En una detección magnética, el oligonucleótido de sondeo es inmovilizado sobre un elemento sensor magnético, por ejemplo un sensor GMR. El ácido nucleico diana o el híbrido del oligonucleótido de sondeo y el ácido nucleico diana puede ser marcado, por ejemplo, con partículas paramagnéticas, por ejemplo nanopartículas de óxido de hierro, de manera que en la posición del oligonucleótido, durante el enlace del ácido nucleico diana, se puede detectar una modificación de las características magnéticas.

Un problema que surge en todos los principios de detección se basa en el hecho de que entre los elementos sensores individuales pueden surgir diferencias cualitativas, que justamente en procedimientos de medición altamente sensitivos y cuantitativos o semi-cuantitativos pueden conducir a potencias de señal de diferentes intensidades. También mediante otras influencias exteriores, por ejemplo variaciones o gradientes en la temperatura o variaciones de temperatura o corriente determinadas por la fluídica en la superficie sensora, puede suceder que no todos los elementos sensores en una configuración de micromatrices presenten la misma sensibilidad, o que habiendo la misma concentración del ácido nucleico diana (z) no envíen la señal con la misma intensidad de señal. Se sabe, por ejemplo, que los elementos sensores que se encuentran en el margen de una configuración de micromatrices se comportan de manera diferente a los elementos sensores que se encuentran en la zona media de una configuración de micromatrices.

Para un funcionamiento fiable, libre de errores, de análisis basados en micromatrices es necesario, por lo tanto, uncontrol de calidad que también sea fiable y libre de errores. Éste debe contener especialmente todos los elementos básicos de un control positivo y negativo. Para esto, un elemento sensor correspondiente debe ser calibrado, en caso ideal, mediante una calibración de dos puntos, es decir que cada sensor debe ser cargado no solo con la

muestra que se debe determinar, sino también con dos muestras conocidas (concentraciones) y las respectivas señales de medición deben ser registradas.
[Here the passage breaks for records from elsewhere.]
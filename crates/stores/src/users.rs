//! User accounts.

use fundhub_core::models::User;
use fundhub_core::resource::Suspendable;

use crate::state::StoreState;
use crate::store::ResourceStore;

pub type UserStore = ResourceStore<User>;

impl StoreState<User> {
    /// Suspended accounts among the records currently displayed.
    pub fn suspended_users(&self) -> impl Iterator<Item = &User> {
        self.visible().iter().filter(|user| user.is_suspended())
    }
}
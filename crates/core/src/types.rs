/// Resource identifiers are opaque strings assigned by the API.
pub type ResourceId = String;

/// All timestamps are UTC.
pub type Timestamp = chrono::DateTime<chrono::Utc>;
//! Investor models and DTOs.

use serde::{Deserialize, Serialize};

use crate::models::business::Proposal;
use crate::resource::{Identified, Resource, Suspendable, Verifiable};
use crate::types::{ResourceId, Timestamp};

/// Investor row as shown in the admin investor table.
#[derive(Debug, Clone, PartialEq, Serialize, Deserialize)]
#[serde(rename_all = "camelCase")]
pub struct Investor {
    #[serde(alias = "_id")]
    pub id: ResourceId,
    pub name: String,
    pub email: String,
    #[serde(default)]
    pub firm: Option<String>,
    #[serde(default)]
    pub investment_focus: Vec<String>,
    #[serde(default)]
    pub ticket_min: Option<f64>,
    #[serde(default)]
    pub ticket_max: Option<f64>,
    #[serde(default)]
    pub is_verified: bool,
    #[serde(default)]
    pub is_suspended: bool,
    #[serde(default)]
    pub created_at: Option<Timestamp>,
}

/// Detail record for a single investor, with the proposals they sent.
#[derive(Debug, Clone, PartialEq, Serialize, Deserialize)]
#[serde(rename_all = "camelCase")]
pub struct InvestorData {
    #[serde(flatten)]
    pub investor: Investor,
    #[serde(default)]
    pub bio: Option<String>,
    #[serde(default)]
    pub proposals: Vec<Proposal>,
}

/// DTO for editing an investor. All fields are optional.
#[derive(Debug, Clone, Default, Serialize)]
#[serde(rename_all = "camelCase")]
pub struct InvestorPatch {
    #[serde(skip_serializing_if = "Option::is_none")]
    pub name: Option<String>,
    #[serde(skip_serializing_if = "Option::is_none")]
    pub email: Option<String>,
    #[serde(skip_serializing_if = "Option::is_none")]
    pub firm: Option<String>,
    #[serde(skip_serializing_if = "Option::is_none")]
    pub investment_focus: Option<Vec<String>>,
    #[serde(skip_serializing_if = "Option::is_none")]
    pub ticket_min: Option<f64>,
    #[serde(skip_serializing_if = "Option::is_none")]
    pub ticket_max: Option<f64>,
    #[serde(skip_serializing_if = "Option::is_none")]
    pub bio: Option<String>,
}

/// DTO for onboarding an investor.
#[derive(Debug, Clone, Serialize)]
#[serde(rename_all = "camelCase")]
pub struct InvestorDraft {
    pub name: String,
    pub email: String,
    #[serde(skip_serializing_if = "Option::is_none")]
    pub firm: Option<String>,
    #[serde(skip_serializing_if = "Vec::is_empty")]
    pub investment_focus: Vec<String>,
}

impl Investor {
    /// Whether an ask of `amount` falls inside the investor's ticket range.
    /// Open-ended bounds accept anything on that side.
    pub fn accepts_ticket(&self, amount: f64) -> bool {
        self.ticket_min.map_or(true, |min| amount >= min)
            && self.ticket_max.map_or(true, |max| amount <= max)
    }
}

impl Identified for Investor {
    fn id(&self) -> &str {
        &self.id
    }
}

impl Identified for InvestorData {
    fn id(&self) -> &str {
        &self.investor.id
    }
}

impl Suspendable for Investor {
    fn is_suspended(&self) -> bool {
        self.is_suspended
    }

    fn set_suspended(&mut self, suspended: bool) {
        self.is_suspended = suspended;
    }
}

impl Suspendable for InvestorData {
    fn is_suspended(&self) -> bool {
        self.investor.is_suspended
    }

    fn set_suspended(&mut self, suspended: bool) {
        self.investor.is_suspended = suspended;
    }
}

impl Verifiable for Investor {
    fn is_verified(&self) -> bool {
        self.is_verified
    }

    fn set_verified(&mut self, verified: bool) {
        self.is_verified = verified;
    }
}

impl Verifiable for InvestorData {
    fn is_verified(&self) -> bool {
        self.investor.is_verified
    }

    fn set_verified(&mut self, verified: bool) {
        self.investor.is_verified = verified;
    }
}

impl Resource for Investor {
    type Detail = InvestorData;
    type Patch = InvestorPatch;
    type Draft = InvestorDraft;

    const NAME: &'static str = "investor";
    const PLURAL: &'static str = "investors";
    const BASE_PATH: &'static str = "/api/investors";
    const COLLECTION_KEY: &'static str = "investors";
}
Sobre todo para los sistemas de micromatrices con una gran cantidad de elementos sensores o posiciones direccionables, este modo de proceder es muy difícil de llevar a la práctica, ya que un sistema de calibración de dos puntos por lo general requiere medidas complejas y muy costosas. En la técnica se suele solucionar y eludir este problema previendo diferentes posiciones de elementos sensores como elementos sensores de control (puntos de control) en la configuración de micromatrices. Sin embargo, lo mencionado tiene la desventaja de que se debe suponer que los diferentes sensores se comportan de manera absolutamente idéntica y que los puntos de control previstos sean representativos para todos los elementos sensores.
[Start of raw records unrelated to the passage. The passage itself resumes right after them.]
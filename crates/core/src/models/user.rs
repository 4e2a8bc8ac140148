//! Marketplace user models and DTOs.

use serde::{Deserialize, Serialize};

use crate::models::business::Business;
use crate::resource::{Identified, Resource, Suspendable};
use crate::types::{ResourceId, Timestamp};

/// User row as shown in the admin user table.
#[derive(Debug, Clone, PartialEq, Serialize, Deserialize)]
#[serde(rename_all = "camelCase")]
pub struct User {
    #[serde(alias = "_id")]
    pub id: ResourceId,
    pub first_name: String,
    pub last_name: String,
    pub email: String,
    #[serde(default)]
    pub phone: Option<String>,
    /// Account role, e.g. `"entrepreneur"`, `"investor"`, `"admin"`.
    #[serde(default)]
    pub role: Option<String>,
    #[serde(default)]
    pub is_suspended: bool,
    #[serde(default)]
    pub is_email_verified: bool,
    #[serde(default)]
    pub created_at: Option<Timestamp>,
}

/// Detail record for a single user, including the businesses they own.
#[derive(Debug, Clone, PartialEq, Serialize, Deserialize)]
#[serde(rename_all = "camelCase")]
pub struct UserData {
    #[serde(flatten)]
    pub user: User,
    #[serde(default)]
    pub businesses: Vec<Business>,
    #[serde(default)]
    pub last_login_at: Option<Timestamp>,
}

/// DTO for editing a user. All fields are optional.
#[derive(Debug, Clone, Default, Serialize)]
#[serde(rename_all = "camelCase")]
pub struct UserPatch {
    #[serde(skip_serializing_if = "Option::is_none")]
    pub first_name: Option<String>,
    #[serde(skip_serializing_if = "Option::is_none")]
    pub last_name: Option<String>,
    #[serde(skip_serializing_if = "Option::is_none")]
    pub email: Option<String>,
    #[serde(skip_serializing_if = "Option::is_none")]
    pub phone: Option<String>,
    #[serde(skip_serializing_if = "Option::is_none")]
    pub role: Option<String>,
}

/// DTO for creating a user from the admin panel.
#[derive(Debug, Clone, Serialize)]
#[serde(rename_all = "camelCase")]
pub struct UserDraft {
    pub first_name: String,
    pub last_name: String,
    pub email: String,
    #[serde(skip_serializing_if = "Option::is_none")]
    pub phone: Option<String>,
    #[serde(skip_serializing_if = "Option::is_none")]
    pub role: Option<String>,
}

impl User {
    pub fn full_name(&self) -> String {
        format!("{} {}", self.first_name, self.last_name)
    }
}

impl Identified for User {
    fn id(&self) -> &str {
        &self.id
    }
}

impl Identified for UserData {
    fn id(&self) -> &str {
        &self.user.id
    }
}

impl Suspendable for User {
    fn is_suspended(&self) -> bool {
        self.is_suspended
    }

    fn set_suspended(&mut self, suspended: bool) {
        self.is_suspended = suspended;
    }
}

impl Suspendable for UserData {
    fn is_suspended(&self) -> bool {
        self.user.is_suspended
    }

    fn set_suspended(&mut self, suspended: bool) {
        self.user.is_suspended = suspended;
    }
}

impl Resource for User {
    type Detail = UserData;
    type Patch = UserPatch;
    type Draft = UserDraft;

    const NAME: &'static str = "user";
    const PLURAL: &'static str = "users";
    const BASE_PATH: &'static str = "/api/users";
    const COLLECTION_KEY: &'static str = "users";
}
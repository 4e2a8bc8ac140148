//! Fundability test results.

use fundhub_core::models::FundabilityTest;

use crate::state::StoreState;
use crate::store::ResourceStore;

pub type FundabilityTestStore = ResourceStore<FundabilityTest>;

impl StoreState<FundabilityTest> {
    /// Mean score of the displayed tests, `None` when nothing is displayed.
    pub fn average_score(&self) -> Option<f64> {
        let tests = self.visible();
        if tests.is_empty() {
            return None;
        }
        Some(tests.iter().map(|test| test.score).sum::<f64>() / tests.len() as f64)
    }
}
La solicitud WO 2005/064012 publica un sistema de matrices con campos de medición y campos de control separados, donde en los campos de control hay otras moléculas captadoras aparte de las presentes en los campos de medición. La solicitud 2006/115851 A1 publica un procedimiento para la utilización de controles como calibradores para el sistema de micromatrices donde determinadas cantidades de controles se suministran al sistema bajo condiciones de hibridación y donde éstos enlazan de manera inespecífica con moléculas captadoras.
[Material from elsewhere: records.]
//! Response envelopes used by every API endpoint.
//!
//! All endpoints answer `{ "success": bool, "message": string, "data": ... }`.
//! List endpoints nest the records under a resource-specific key next to a
//! `metadata` object, so [`ListPage::from_data`] takes that key explicitly.

use serde::de::DeserializeOwned;
use serde::{Deserialize, Serialize};

use crate::error::CoreError;
use crate::pagination::PageMetadata;

/// Standard `{ success, message, data }` envelope.
#[derive(Debug, Clone, Serialize, Deserialize)]
pub struct ApiResponse<T> {
    #[serde(default)]
    pub success: bool,
    pub message: Option<String>,
    pub data: Option<T>,
}

impl<T> ApiResponse<T> {
    /// The server message, or `fallback` when the server sent none.
    pub fn message_or(&self, fallback: &str) -> String {
        match self.message.as_deref() {
            Some(m) if !m.trim().is_empty() => m.to_string(),
            _ => fallback.to_string(),
        }
    }
}

/// One page of records extracted from a list response.
#[derive(Debug, Clone)]
pub struct ListPage<T> {
    pub items: Vec<T>,
    pub metadata: Option<PageMetadata>,
}

impl<T: DeserializeOwned> ListPage<T> {
    /// Extract `data.<key>` and `data.metadata` from a list response body.
    ///
    /// A missing item array is treated as an empty page; anything other than
    /// an object for `data` is rejected.
    pub fn from_data(data: serde_json::Value, key: &str) -> Result<Self, CoreError> {
        let serde_json::Value::Object(mut map) = data else {
            return Err(CoreError::UnexpectedShape(format!(
                "list data for '{key}' is not an object"
            )));
        };

        let items = match map.remove(key) {
            Some(serde_json::Value::Null) | None => Vec::new(),
            Some(raw) => serde_json::from_value(raw)?,
        };

        let metadata = match map.remove("metadata") {
            Some(serde_json::Value::Null) | None => None,
            Some(raw) => Some(serde_json::from_value(raw)?),
        };

        Ok(Self { items, metadata })
    }
}

/// `{ success, message }` outcome handed back to callers of mutations so
/// they can branch between success and failure flows without matching on
/// an error.
#[derive(Debug, Clone, PartialEq, Eq, Serialize, Deserialize)]
pub struct MutationResult {
    pub success: bool,
    pub message: String,
}

impl MutationResult {
    pub fn succeeded(message: impl Into<String>) -> Self {
        Self {
            success: true,
            message: message.into(),
        }
    }

    pub fn failed(message: impl Into<String>) -> Self {
        Self {
            success: false,
            message: message.into(),
        }
    }
}

/// Body for search endpoints.
#[derive(Debug, Clone, Serialize)]
pub struct SearchRequest<'a> {
    pub query: &'a str,
}

/// Body for id-addressed mutations (`/delete`, `/suspend`, `/verify-business`).
#[derive(Debug, Clone, Serialize)]
pub struct IdRequest<'a> {
    pub id: &'a str,
}

// ---------------------------------------------------------------------------
// Tests
// ---------------------------------------------------------------------------
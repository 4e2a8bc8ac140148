//! Sign-in and registration payloads.

use serde::{Deserialize, Serialize};

use crate::types::ResourceId;

/// Profile of the signed-in admin, kept alongside the session token.
#[derive(Debug, Clone, PartialEq, Serialize, Deserialize)]
#[serde(rename_all = "camelCase")]
pub struct SessionUser {
    #[serde(alias = "_id")]
    pub id: ResourceId,
    pub email: String,
    #[serde(default)]
    pub first_name: Option<String>,
    #[serde(default)]
    pub last_name: Option<String>,
    #[serde(default)]
    pub role: Option<String>,
}

/// Body for `POST /api/auth/login`.
#[derive(Debug, Clone, Serialize)]
pub struct SignInRequest {
    pub email: String,
    pub password: String,
}

/// Body for `POST /api/auth/register`.
#[derive(Debug, Clone, Serialize)]
#[serde(rename_all = "camelCase")]
pub struct RegisterRequest {
    pub first_name: String,
    pub last_name: String,
    pub email: String,
    pub password: String,
}

/// `data` returned by a successful sign-in or registration.
#[derive(Debug, Clone, Serialize, Deserialize)]
pub struct AuthPayload {
    pub token: String,
    pub user: SessionUser,
}
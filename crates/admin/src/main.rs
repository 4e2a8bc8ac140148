//! `fundhub-admin` -- command-line admin client for the FundHub marketplace.
//!
//! Signs in against the REST API, keeps the session in a JSON file and
//! drives the resource stores. Results are printed to stdout as JSON; logs
//! go to stderr.
//!
//! # Environment variables
//!
//! | Variable                       | Default                 |
//! |--------------------------------|-------------------------|
//! | `FUNDHUB_API_URL`              | `http://localhost:5000` |
//! | `FUNDHUB_REQUEST_TIMEOUT_SECS` | `30`                    |
//! | `FUNDHUB_SESSION_FILE`         | `.fundhub/session.json` |
//! | `FUNDHUB_PAGE_LIMIT`           | `10`                    |
//! | `FUNDHUB_SEARCH_DEBOUNCE_MS`   | `300`                   |
//! | `FUNDHUB_ADMIN_PASSWORD`       | -- (for `login`)        |

mod cli;
mod commands;

use std::sync::Arc;

use clap::Parser;
use tracing_subscriber::{layer::SubscriberExt, util::SubscriberInitExt};

use fundhub_events::EventBus;
use fundhub_gateway::{FileStorage, GatewayConfig, HttpGateway, LoggingNavigator, SessionStore};
use fundhub_stores::{StoreOptions, Stores};

use cli::{Cli, Command};

#[tokio::main]
async fn main() -> anyhow::Result<()> {
    dotenvy::dotenv().ok();

    tracing_subscriber::registry()
        .with(
            tracing_subscriber::EnvFilter::try_from_default_env().unwrap_or_else(|_| {
                "fundhub_admin=info,fundhub_stores=info,fundhub_gateway=info".into()
            }),
        )
        .with(tracing_subscriber::fmt::layer().with_writer(std::io::stderr))
        .init();

    let cli = Cli::parse();

    let mut config = GatewayConfig::from_env()?;
    if let Some(api_url) = cli.api_url {
        config.api_url = api_url;
    }
    tracing::debug!(api_url = %config.api_url, session_file = %config.session_file.display(), "Configuration loaded");

    let events = Arc::new(EventBus::default());
    let storage = Arc::new(FileStorage::open(config.session_file.clone())?);
    let session = Arc::new(SessionStore::new(storage, events.clone()));
    session.restore().await?;

    let gateway = Arc::new(HttpGateway::new(
        &config,
        session.clone(),
        Arc::new(LoggingNavigator),
    )?);
    let stores = Stores::new(gateway.clone(), events, StoreOptions::from(&config));

    let output = match cli.command {
        Command::Login { email, password } => commands::login(&gateway, &email, &password).await?,
        Command::Logout => commands::logout(&gateway).await,
        Command::Whoami => commands::whoami(&session).await,
        Command::Users { action } => commands::account(stores.users.as_ref(), action).await?,
        Command::Businesses { action } => commands::verified(stores.businesses.as_ref(), action).await?,
        Command::Investors { action } => commands::verified(stores.investors.as_ref(), action).await?,
        Command::Tests { action } => commands::read(stores.tests.as_ref(), action).await?,
    };

    println!("{}", serde_json::to_string_pretty(&output)?);
    Ok(())
}
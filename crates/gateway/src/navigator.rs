//! Navigation side-effects requested by the gateway.

/// Route the user is sent to after the session is torn down.
pub const SIGN_IN_ROUTE: &str = "/signin";

/// Receives forced navigations (e.g. to the sign-in screen on 401).
pub trait Navigator: Send + Sync {
    fn navigate(&self, route: &str);
}

/// Navigator that only records the request in the log.
///
/// Used by headless front-ends that have no router of their own.
#[derive(Debug, Default, Clone, Copy)]
pub struct LoggingNavigator;

impl Navigator for LoggingNavigator {
    fn navigate(&self, route: &str) {
        tracing::warn!(route, "Navigation requested");
    }
}
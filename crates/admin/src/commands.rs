//! Command dispatch onto the stores.
//!
//! Every command returns a JSON value for stdout. A failure recorded in
//! store state is turned into an error so the process exits non-zero.

use anyhow::{bail, Context};
use serde_json::{json, Value};

use fundhub_core::resource::{Resource, Suspendable, Verifiable};
use fundhub_gateway::{HttpGateway, SessionStore};
use fundhub_stores::{ResourceStore, StoreState, VerifyEndpoint};

use crate::cli::{AccountAction, PageArgs, ReadAction, VerifiedAction};

pub async fn login(gateway: &HttpGateway, email: &str, password: &str) -> anyhow::Result<Value> {
    let session = gateway.session();
    if session.take_redirect_marker() {
        tracing::info!("Previous session expired; signing in again");
    }
    let result = gateway
        .sign_in(email, password)
        .await
        .context("sign-in request failed")?;
    if !result.success {
        bail!(result.message);
    }
    let profile = session.snapshot().await.user;
    Ok(json!({ "message": result.message, "user": profile }))
}

pub async fn logout(gateway: &HttpGateway) -> Value {
    gateway.sign_out().await;
    json!({ "message": "Signed out" })
}

pub async fn whoami(session: &SessionStore) -> Value {
    let state = session.snapshot().await;
    json!({
        "authenticated": state.is_authenticated,
        "user": state.user,
        "sessionExpired": session.redirected_due_to_auth_error(),
    })
}

fn settled<R: Resource>(state: &StoreState<R>) -> anyhow::Result<()> {
    match &state.error {
        Some(error) => bail!(error.clone()),
        None => Ok(()),
    }
}

pub async fn read<R: Resource>(store: &ResourceStore<R>, action: ReadAction) -> anyhow::Result<Value> {
    match action {
        ReadAction::List(PageArgs { page, limit }) => {
            store.fetch_list(page, limit).await;
            let state = store.snapshot();
            settled(&state)?;
            let pagination = state.pagination;
            Ok(json!({
                "items": state.items,
                "pagination": pagination,
                "hasNext": pagination.is_some_and(|p| p.has_next()),
            }))
        }
        ReadAction::Show { id } => {
            store.fetch_by_id(&id).await;
            let state = store.snapshot();
            settled(&state)?;
            Ok(serde_json::to_value(&state.detail)?)
        }
        ReadAction::Search { query } => {
            store.search(&query).await;
            let state = store.snapshot();
            settled(&state)?;
            if state.search_active && state.search_results.is_empty() {
                tracing::info!("{}", StoreState::<R>::no_matches_message());
            }
            Ok(json!({ "query": state.search_query, "results": state.search_results }))
        }
        ReadAction::Delete { id } => {
            store.delete(&id).await;
            let state = store.snapshot();
            settled(&state)?;
            Ok(json!({ "deleted": id, "message": state.message }))
        }
        ReadAction::Dashboard => {
            store.fetch_dashboard().await;
            let state = store.snapshot();
            settled(&state)?;
            Ok(serde_json::to_value(&state.dashboard)?)
        }
    }
}

pub async fn account<R>(store: &ResourceStore<R>, action: AccountAction) -> anyhow::Result<Value>
where
    R: Resource + Suspendable,
    R::Detail: Suspendable,
{
    let result = match action {
        AccountAction::Read(action) => return read(store, action).await,
        AccountAction::Suspend { id } => store.suspend(&id).await,
        AccountAction::Unsuspend { id } => store.unsuspend(&id).await,
    };
    let result = result.map_err(|e| anyhow::anyhow!(e.user_message("Status change failed")))?;
    Ok(serde_json::to_value(result)?)
}

pub async fn verified<R>(store: &ResourceStore<R>, action: VerifiedAction) -> anyhow::Result<Value>
where
    R: Resource + Suspendable + Verifiable + VerifyEndpoint,
    R::Detail: Suspendable + Verifiable,
{
    match action {
        VerifiedAction::Account(action) => account(store, action).await,
        VerifiedAction::Verify { id } => {
            let result = store.verify(&id).await?;
            if !result.success {
                bail!(result.message);
            }
            Ok(serde_json::to_value(result)?)
        }
    }
}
El objeto de la presente invención consiste en la realización de una calibración de dos puntos simple y económica que pueda realizarse con un mismo elemento sensor, el cual también se utiliza como sensor para un ácido nucleico diana. Acorde a la invención, este objetivo se logra mediante el procedimiento conforme a la reivindicación 1. Desarrollos ventajosos de la invención se describen en las reivindicaciones secundarias.

La presente invención hace referencia a un procedimiento para la calibración de un elemento sensor acorde a la reivindicación 1, que presenta:

a) Puesta en contacto del elemento sensor con una mezcla que contiene ácido nucleico de control (K) y ácido nucleico diana (Z) , donde la temperatura de fusión del ácido nucleico de fusión Tm (K) es menor a la temperatura de fusión del ácido nucleico diana Tm (Z) , donde Tm (K) es la temperatura por debajo de la cual el ácido nucleico de control (K) se hibrida con el oligonucleótido de sondeo inmovilizado y donde Tm (Z) es la temperatura por debajo de la cual el ácido nucleico diana (Z) se hibrida con el oligonucleótido de sondeo inmovilizado;

b1) hibridación de la mezcla con el oligonucleótido de sondeo en una temperatura T[p] < Tm (K) y detección de una señal de control positiva;

b2) modificación de las condiciones de astringencia en T=T[mess], de manera que:

Tm ( K ) < T [ mess] < Tm ( Z ) ,

y detección de una señal de medición; y, de manera opcional

c) modificación de las condiciones de astringencia, de manera que T[n] > Tm (Z) y detección de una señal de control negativa.

Tm (K) es la temperatura de fusión del ácido nucleico de control en las condiciones del disolvente preestablecidas.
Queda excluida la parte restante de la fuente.